What types of atoms do covalent bonds form between?
Describe single, double and triple bonds.
What do we mean by sigma and pi bonds?
What do we call covalent compounds?
What affects bond strength?
Describe the two things that determine bond length.
What does bond dissociation energy indicate?
What occurs when a bond forms or breaks?
Remember that atoms have different attractions for
electrons (electronegativity).
-electronegativity increases left to right and decreases
down a period
The character and type of bond can be predicted using the
difference in electronegativities between bonded atoms.
-pure covalent bond: electronegativity difference = 0
(usually occurs between identical atoms, H2)
Most atoms do not have equal sharing of electrons,
producing a purely covalent bond.
-polar covalent bond: unequal sharing of electrons
♦the larger the electronegativity difference, the more
ionic the bond character
-ionic bonds form when the electronegativity
difference is > 1.7 and nonpolar covalent bonds form
when the difference is < 0.5
-the cutoff between polar covalent, nonpolar, and
ionic is sometimes inconsistent with experimental
data
Remember: bonding is not clearly ionic or covalent, with ionic
character increasing as the difference in electronegativity
increases.
Decide if the following pairs of atoms are polar covalent,
nonpolar covalent or ionic.
1.
N-H
3.04-2.20 = 0.84
polar covalent
2. C-Cl
2.55-3.16 = 0.61
polar covalent
3. S-Se
2.58-2.55 = 0.03
nonpolar covalent
When a polar bond forms the shared electrons are pulled
more strongly toward one atom.
-this creates partial charges at opposite ends of the
molecule, which is called a dipole
♦ d- indicates a partial negative
d+ indicates a partial positive
Polar molecule or not?
A molecule can have individual polar bonds, but make a
nonpolar molecule. How?
We look at the shape of the molecule.
Let’s look at H2O and CCl4.
O—H
C—Cl
dd+
d+
d1.24
0.61
both O-H and C-Cl have polar covalent bonds
One molecule is polar and the other is nonpolar? How do
we know?
We look at the shape of the molecule and the terminal
atoms.
-symmetric molecules like CCl4 are nonpolar because the
polar bonds cancel each other out.
CCl4
-asymmetric molecules like H2O are polar because the
polar bonds do not cancel each other out.
H2O
If water is polar, why will oil not dissolve in it?

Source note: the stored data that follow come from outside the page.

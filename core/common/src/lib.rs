//! Common utilities and types shared across driftsync crates.
//!
//! This crate provides the error taxonomy and the foundational
//! identifier/time types used by the store and the sync engine.

pub mod error;
pub mod types;

pub use error::{Error, Result};
pub use types::{monotonic_millis, ItemId, Millis};
//! In-memory collection for testing.

use async_trait::async_trait;
use std::sync::{Arc, RwLock};
use tokio::sync::broadcast;

use driftsync_common::{ItemId, Result};

use crate::collection::{CollectionEvent, LocalCollection};
use crate::document::{Document, Modifier};

const EVENT_CHANNEL_CAPACITY: usize = 1024;

/// In-memory live collection.
///
/// Useful for testing and development. Items are kept in insertion
/// order; all data is lost on drop.
pub struct MemoryCollection {
    items: Arc<RwLock<Vec<Document>>>,
    events: broadcast::Sender<CollectionEvent>,
}

impl MemoryCollection {
    /// Create a new empty collection.
    pub fn new() -> Self {
        let (events, _) = broadcast::channel(EVENT_CHANNEL_CAPACITY);
        Self {
            items: Arc::new(RwLock::new(Vec::new())),
            events,
        }
    }

    /// Current number of items.
    pub fn len(&self) -> usize {
        self.items.read().unwrap().len()
    }

    /// Check if the collection is empty.
    pub fn is_empty(&self) -> bool {
        self.items.read().unwrap().is_empty()
    }

    /// Find an item by id.
    pub fn find_one(&self, id: &ItemId) -> Option<Document> {
        self.items
            .read()
            .unwrap()
            .iter()
            .find(|d| &d.id == id)
            .cloned()
    }

    fn emit(&self, event: CollectionEvent) {
        // No subscribers is fine
        let _ = self.events.send(event);
    }
}

impl Default for MemoryCollection {
    fn default() -> Self {
        Self::new()
    }
}

#[async_trait]
impl LocalCollection for MemoryCollection {
    async fn fetch(&self) -> Result<Vec<Document>> {
        Ok(self.items.read().unwrap().clone())
    }

    async fn insert(&self, doc: Document) -> Result<()> {
        {
            let mut items = self.items.write().unwrap();
            if let Some(existing) = items.iter_mut().find(|d| d.id == doc.id) {
                *existing = doc.clone();
            } else {
                items.push(doc.clone());
            }
        }
        self.emit(CollectionEvent::Added(doc));
        Ok(())
    }

    async fn update_one(&self, id: &ItemId, modifier: &Modifier) -> Result<()> {
        let updated = {
            let mut items = self.items.write().unwrap();
            match items.iter_mut().find(|d| &d.id == id) {
                Some(doc) => {
                    modifier.apply(doc);
                    true
                }
                None => false,
            }
        };
        if updated {
            self.emit(CollectionEvent::Changed {
                id: id.clone(),
                modifier: modifier.clone(),
            });
        }
        Ok(())
    }

    async fn remove_one(&self, id: &ItemId) -> Result<()> {
        let removed = {
            let mut items = self.items.write().unwrap();
            let before = items.len();
            items.retain(|d| &d.id != id);
            items.len() != before
        };
        if removed {
            self.emit(CollectionEvent::Removed(id.clone()));
        }
        Ok(())
    }

    fn subscribe(&self) -> broadcast::Receiver<CollectionEvent> {
        self.events.subscribe()
    }
}
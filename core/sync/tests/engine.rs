//! End-to-end engine tests against a scripted in-process server.

use async_trait::async_trait;
use std::collections::HashMap;
use std::sync::atomic::{AtomicUsize, Ordering};
use std::sync::{Arc, Mutex};
use std::time::Duration;
use tokio::time::sleep;

use driftsync_common::{Error, ItemId, Result};
use driftsync_store::{Document, JsonFilePersistence, LocalCollection, MemoryCollection, Modifier};
use driftsync_sync::{
    Changeset, CollectionConfig, LoadResponse, RemoteChangeHandle, SyncCallOptions, SyncEngine,
    SyncOptions, Transport,
};

/// In-process server: pulls serve its item lists, pushes are applied
/// to them, so a re-pull observes the merged result.
#[derive(Default)]
struct MockServer {
    items: Mutex<HashMap<String, Vec<Document>>>,
    pushes: Mutex<Vec<(String, Changeset)>>,
    pull_count: AtomicUsize,
    fail_pulls: AtomicUsize,
    fail_pushes: AtomicUsize,
}

impl MockServer {
    fn new() -> Arc<Self> {
        Arc::new(Self::default())
    }

    fn seed(&self, collection: &str, items: Vec<Document>) {
        self.items
            .lock()
            .unwrap()
            .insert(collection.to_string(), items);
    }

    fn items(&self, collection: &str) -> Vec<Document> {
        self.items
            .lock()
            .unwrap()
            .get(collection)
            .cloned()
            .unwrap_or_default()
    }

    fn pushes(&self) -> Vec<(String, Changeset)> {
        self.pushes.lock().unwrap().clone()
    }

    fn pull_count(&self) -> usize {
        self.pull_count.load(Ordering::SeqCst)
    }

    fn fail_next_pulls(&self, count: usize) {
        self.fail_pulls.store(count, Ordering::SeqCst);
    }

    fn fail_next_pushes(&self, count: usize) {
        self.fail_pushes.store(count, Ordering::SeqCst);
    }

    fn take_failure(counter: &AtomicUsize) -> bool {
        counter
            .fetch_update(Ordering::SeqCst, Ordering::SeqCst, |n| n.checked_sub(1))
            .is_ok()
    }
}

#[async_trait]
impl Transport for MockServer {
    async fn pull(&self, collection: &CollectionConfig) -> Result<LoadResponse> {
        if Self::take_failure(&self.fail_pulls) {
            return Err(Error::Pull("load failed".to_string()));
        }
        self.pull_count.fetch_add(1, Ordering::SeqCst);
        Ok(LoadResponse::Items(self.items(&collection.name)))
    }

    async fn push(&self, collection: &CollectionConfig, changes: &Changeset) -> Result<()> {
        if Self::take_failure(&self.fail_pushes) {
            return Err(Error::Push("save failed".to_string()));
        }
        self.pushes
            .lock()
            .unwrap()
            .push((collection.name.clone(), changes.clone()));

        let mut all = self.items.lock().unwrap();
        let items = all.entry(collection.name.clone()).or_default();
        for doc in changes.added.iter().chain(&changes.modified) {
            match items.iter_mut().find(|d| d.id == doc.id) {
                Some(existing) => *existing = doc.clone(),
                None => items.push(doc.clone()),
            }
        }
        items.retain(|d| !changes.removed.contains(&d.id));
        Ok(())
    }
}

fn doc(id: &str, name: &str) -> Document {
    Document::new(id).field("name", name)
}

async fn engine_with(server: &Arc<MockServer>) -> (Arc<SyncEngine>, Arc<MemoryCollection>) {
    let engine = SyncEngine::new(SyncOptions::new(server.clone())).await;
    let collection = Arc::new(MemoryCollection::new());
    engine
        .add_collection(collection.clone(), CollectionConfig::new("todos"))
        .await
        .unwrap();
    (engine, collection)
}

/// Generous settle window for debounce (100ms) plus the sync itself.
async fn settle() {
    sleep(Duration::from_millis(400)).await;
}

#[tokio::test]
async fn test_burst_of_local_inserts_coalesces_into_one_push() {
    let server = MockServer::new();
    let (_engine, collection) = engine_with(&server).await;

    collection.insert(doc("1", "Item 1")).await.unwrap();
    collection.insert(doc("2", "Item 2")).await.unwrap();
    settle().await;

    let pushes = server.pushes();
    assert_eq!(pushes.len(), 1);
    assert_eq!(pushes[0].0, "todos");
    assert_eq!(
        pushes[0].1.added,
        vec![doc("1", "Item 1"), doc("2", "Item 2")]
    );
    assert_eq!(
        server.items("todos"),
        vec![doc("1", "Item 1"), doc("2", "Item 2")]
    );
}

#[tokio::test]
async fn test_sync_pulls_remote_items_into_local_collection() {
    let server = MockServer::new();
    server.seed("todos", vec![doc("1", "Item 1")]);
    let (engine, collection) = engine_with(&server).await;

    engine.sync("todos", SyncCallOptions::default()).await.unwrap();

    assert_eq!(collection.fetch().await.unwrap(), vec![doc("1", "Item 1")]);

    // The applied insert must not echo back as an outgoing change
    settle().await;
    assert!(server.pushes().is_empty());
}

#[tokio::test]
async fn test_local_update_pushes_full_modified_item() {
    let server = MockServer::new();
    server.seed("todos", vec![doc("1", "Item 1")]);
    let (engine, collection) = engine_with(&server).await;
    engine.sync("todos", SyncCallOptions::default()).await.unwrap();

    collection
        .update_one(&ItemId::from("1"), &Modifier::set_field("name", "Updated Item 1"))
        .await
        .unwrap();
    settle().await;

    let pushes = server.pushes();
    assert_eq!(pushes.len(), 1);
    assert_eq!(pushes[0].1.modified, vec![doc("1", "Updated Item 1")]);
    assert_eq!(server.items("todos"), vec![doc("1", "Updated Item 1")]);
}

#[tokio::test]
async fn test_local_removal_pushes_removed_id() {
    let server = MockServer::new();
    server.seed("todos", vec![doc("1", "Item 1")]);
    let (engine, collection) = engine_with(&server).await;
    engine.sync("todos", SyncCallOptions::default()).await.unwrap();

    collection.remove_one(&ItemId::from("1")).await.unwrap();
    settle().await;

    let pushes = server.pushes();
    assert_eq!(pushes.len(), 1);
    assert_eq!(pushes[0].1.removed, vec![ItemId::from("1")]);
    assert!(server.items("todos").is_empty());
}

#[tokio::test]
async fn test_pull_failure_rejects_and_reports_exactly_once() {
    let server = MockServer::new();
    let errors: Arc<Mutex<Vec<(Option<String>, String)>>> = Arc::default();
    let seen = errors.clone();

    let engine = SyncEngine::new(
        SyncOptions::new(server.clone()).on_error(move |name, err| {
            seen.lock()
                .unwrap()
                .push((name.map(str::to_string), err.to_string()));
        }),
    )
    .await;
    let collection = Arc::new(MemoryCollection::new());
    engine
        .add_collection(collection, CollectionConfig::new("todos"))
        .await
        .unwrap();

    server.fail_next_pulls(1);
    let result = engine.sync("todos", SyncCallOptions::default()).await;

    assert!(matches!(result, Err(Error::Pull(_))));
    assert!(!engine.is_syncing(None).await.unwrap());
    let errors = errors.lock().unwrap();
    assert_eq!(errors.len(), 1);
    assert_eq!(errors[0].0.as_deref(), Some("todos"));
}

#[tokio::test]
async fn test_push_failure_reports_once_and_background_retry_recovers() {
    let server = MockServer::new();
    let errors: Arc<Mutex<Vec<String>>> = Arc::default();
    let seen = errors.clone();

    let engine = SyncEngine::new(
        SyncOptions::new(server.clone()).on_error(move |_, err| {
            seen.lock().unwrap().push(err.to_string());
        }),
    )
    .await;
    let collection = Arc::new(MemoryCollection::new());
    engine
        .add_collection(collection.clone(), CollectionConfig::new("todos"))
        .await
        .unwrap();

    server.fail_next_pushes(1);
    collection.insert(doc("1", "Item 1")).await.unwrap();
    sleep(Duration::from_millis(700)).await;

    // The change survived the failed attempt and the follow-up sync
    // delivered it
    assert_eq!(server.items("todos"), vec![doc("1", "Item 1")]);
    assert_eq!(server.pushes().len(), 1);
    assert_eq!(errors.lock().unwrap().len(), 1);
    assert!(!engine.is_syncing(Some("todos")).await.unwrap());
}

#[tokio::test]
async fn test_sync_runs_on_a_spawned_task() {
    let server = MockServer::new();
    server.seed("todos", vec![doc("1", "Item 1")]);
    let (engine, collection) = engine_with(&server).await;

    let spawned = {
        let engine = engine.clone();
        tokio::spawn(async move { engine.sync("todos", SyncCallOptions::default()).await })
    };
    spawned.await.unwrap().unwrap();

    assert_eq!(collection.fetch().await.unwrap(), vec![doc("1", "Item 1")]);
}

#[tokio::test]
async fn test_event_overflow_triggers_recovery_sync() {
    let server = MockServer::new();
    server.seed("todos", vec![doc("remote", "Remote Item")]);
    let (engine, collection) = engine_with(&server).await;

    // Flood more mutations than the event buffer holds before the
    // dispatcher gets a chance to run; the overflow must not leave the
    // collection out of sync with the server
    for i in 0..1100 {
        collection
            .insert(doc(&format!("local-{i}"), "Local"))
            .await
            .unwrap();
    }
    sleep(Duration::from_millis(800)).await;

    assert!(collection.find_one(&ItemId::from("remote")).is_some());
    drop(engine);
}

#[tokio::test]
async fn test_sync_all_reconciles_every_registered_collection() {
    let server = MockServer::new();
    server.seed("todos", vec![doc("1", "Todo")]);
    server.seed("posts", vec![doc("9", "Post")]);

    let engine = SyncEngine::new(SyncOptions::new(server.clone())).await;
    let todos = Arc::new(MemoryCollection::new());
    let posts = Arc::new(MemoryCollection::new());
    engine
        .add_collection(todos.clone(), CollectionConfig::new("todos"))
        .await
        .unwrap();
    engine
        .add_collection(posts.clone(), CollectionConfig::new("posts"))
        .await
        .unwrap();

    engine.sync_all().await.unwrap();

    assert_eq!(todos.fetch().await.unwrap(), vec![doc("1", "Todo")]);
    assert_eq!(posts.fetch().await.unwrap(), vec![doc("9", "Post")]);
}

#[tokio::test]
async fn test_sync_all_surfaces_failure_and_reports_each_collection() {
    let server = MockServer::new();
    let errors: Arc<Mutex<Vec<Option<String>>>> = Arc::default();
    let seen = errors.clone();

    let engine = SyncEngine::new(
        SyncOptions::new(server.clone()).on_error(move |name, _| {
            seen.lock().unwrap().push(name.map(str::to_string));
        }),
    )
    .await;
    engine
        .add_collection(Arc::new(MemoryCollection::new()), CollectionConfig::new("todos"))
        .await
        .unwrap();
    engine
        .add_collection(Arc::new(MemoryCollection::new()), CollectionConfig::new("posts"))
        .await
        .unwrap();

    server.fail_next_pulls(2);
    assert!(engine.sync_all().await.is_err());

    let mut reported: Vec<Option<String>> = errors.lock().unwrap().clone();
    reported.sort();
    assert_eq!(
        reported,
        vec![Some("posts".to_string()), Some("todos".to_string())]
    );
}

#[tokio::test]
async fn test_dispose_rejects_further_operations() {
    let server = MockServer::new();
    let (engine, collection) = engine_with(&server).await;

    engine.dispose().await.unwrap();

    assert!(matches!(
        engine.sync("todos", SyncCallOptions::default()).await,
        Err(Error::Disposed)
    ));
    assert!(matches!(
        engine.collection("todos").await,
        Err(Error::Disposed)
    ));

    // Local writes are no longer observed
    collection.insert(doc("1", "Item 1")).await.unwrap();
    settle().await;
    assert!(server.pushes().is_empty());
}

#[tokio::test]
async fn test_unknown_collection_is_not_found() {
    let server = MockServer::new();
    let (engine, _) = engine_with(&server).await;

    assert!(matches!(
        engine.collection("missing").await,
        Err(Error::NotFound(_))
    ));
    assert!(matches!(
        engine.sync("missing", SyncCallOptions::default()).await,
        Err(Error::NotFound(_))
    ));
}

fn capture_handle(
    options: SyncOptions,
    slot: &Arc<Mutex<Option<RemoteChangeHandle>>>,
) -> SyncOptions {
    let slot = slot.clone();
    options.register_remote_change(move |handle| {
        *slot.lock().unwrap() = Some(handle);
    })
}

#[tokio::test]
async fn test_remote_notification_with_payload_skips_pull() {
    let server = MockServer::new();
    let slot: Arc<Mutex<Option<RemoteChangeHandle>>> = Arc::default();
    let engine = SyncEngine::new(capture_handle(SyncOptions::new(server.clone()), &slot)).await;
    let collection = Arc::new(MemoryCollection::new());
    engine
        .add_collection(collection.clone(), CollectionConfig::new("todos"))
        .await
        .unwrap();

    let handle = slot.lock().unwrap().clone().unwrap();
    handle
        .notify("todos", Some(LoadResponse::Items(vec![doc("1", "Item 1")])))
        .await
        .unwrap();

    assert_eq!(collection.fetch().await.unwrap(), vec![doc("1", "Item 1")]);
    assert_eq!(server.pull_count(), 0);
}
//! driftsync reconciliation engine.
//!
//! This crate keeps local reactive collections reconciled with a remote
//! source of truth over caller-supplied pull/push transports, including:
//! - An append-only change ledger of local mutations pending push
//! - Snapshots of the last fully-reconciled state per collection
//! - A sync-operation tracker recording status and timing of attempts
//! - A de-dup ledger suppressing feedback from remotely-applied writes
//! - The pure three-way merge between snapshot, local changes, and
//!   freshly pulled data
//! - Per-collection serialized scheduling with debounced push triggering

pub mod changes;
pub mod debounce;
pub mod dedup;
pub mod engine;
mod ledger;
pub mod operations;
pub mod queue;
pub mod reconcile;
pub mod snapshots;
pub mod transport;

// Re-export main types
pub use changes::{Change, ChangeLedger, ChangePayload};
pub use dedup::RemoteChangeLedger;
pub use engine::{
    ErrorHook, RemoteChangeHandle, SyncCallOptions, SyncEngine, SyncOptions,
};
pub use operations::{OperationLog, SyncOperation, SyncStatus};
pub use reconcile::{apply_changes, compute_changes, get_snapshot, reconcile, SyncTarget};
pub use snapshots::{Snapshot, SnapshotStore};
pub use transport::{Changeset, CollectionConfig, LoadResponse, Transport};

Oil must be nonpolar because
A substance is only soluble (dissolvable) when combined
with a like molecule.
“Like Dissolves Like”
hydrophobic- “fear of water”
hydrophilic- “likes water”
1. What is electronegativity and what does it predict?
2. What is the difference between a nonpolar covalent
bond and a polar covalent bond?
3. What is a dipole and what indicates them?
4. Describe the electronegativity trend both across a
period and down a group.
5. Are the following bonds polar or nonpolar covalent?
a. H-Br
b. C-O
c. S-C
6. Describe the relationship between polarity and
solubility.
7. What do we mean by symmetric and asymmetric?
Final Bonding Questions:
1. Draw a table comparing the properties of ionic and
covalent bonds.
-leave room to add more properties (we will discuss
the table and add more to it)
2. What is a general definition of a bond?
3. What are the two types of bonds? Describe each.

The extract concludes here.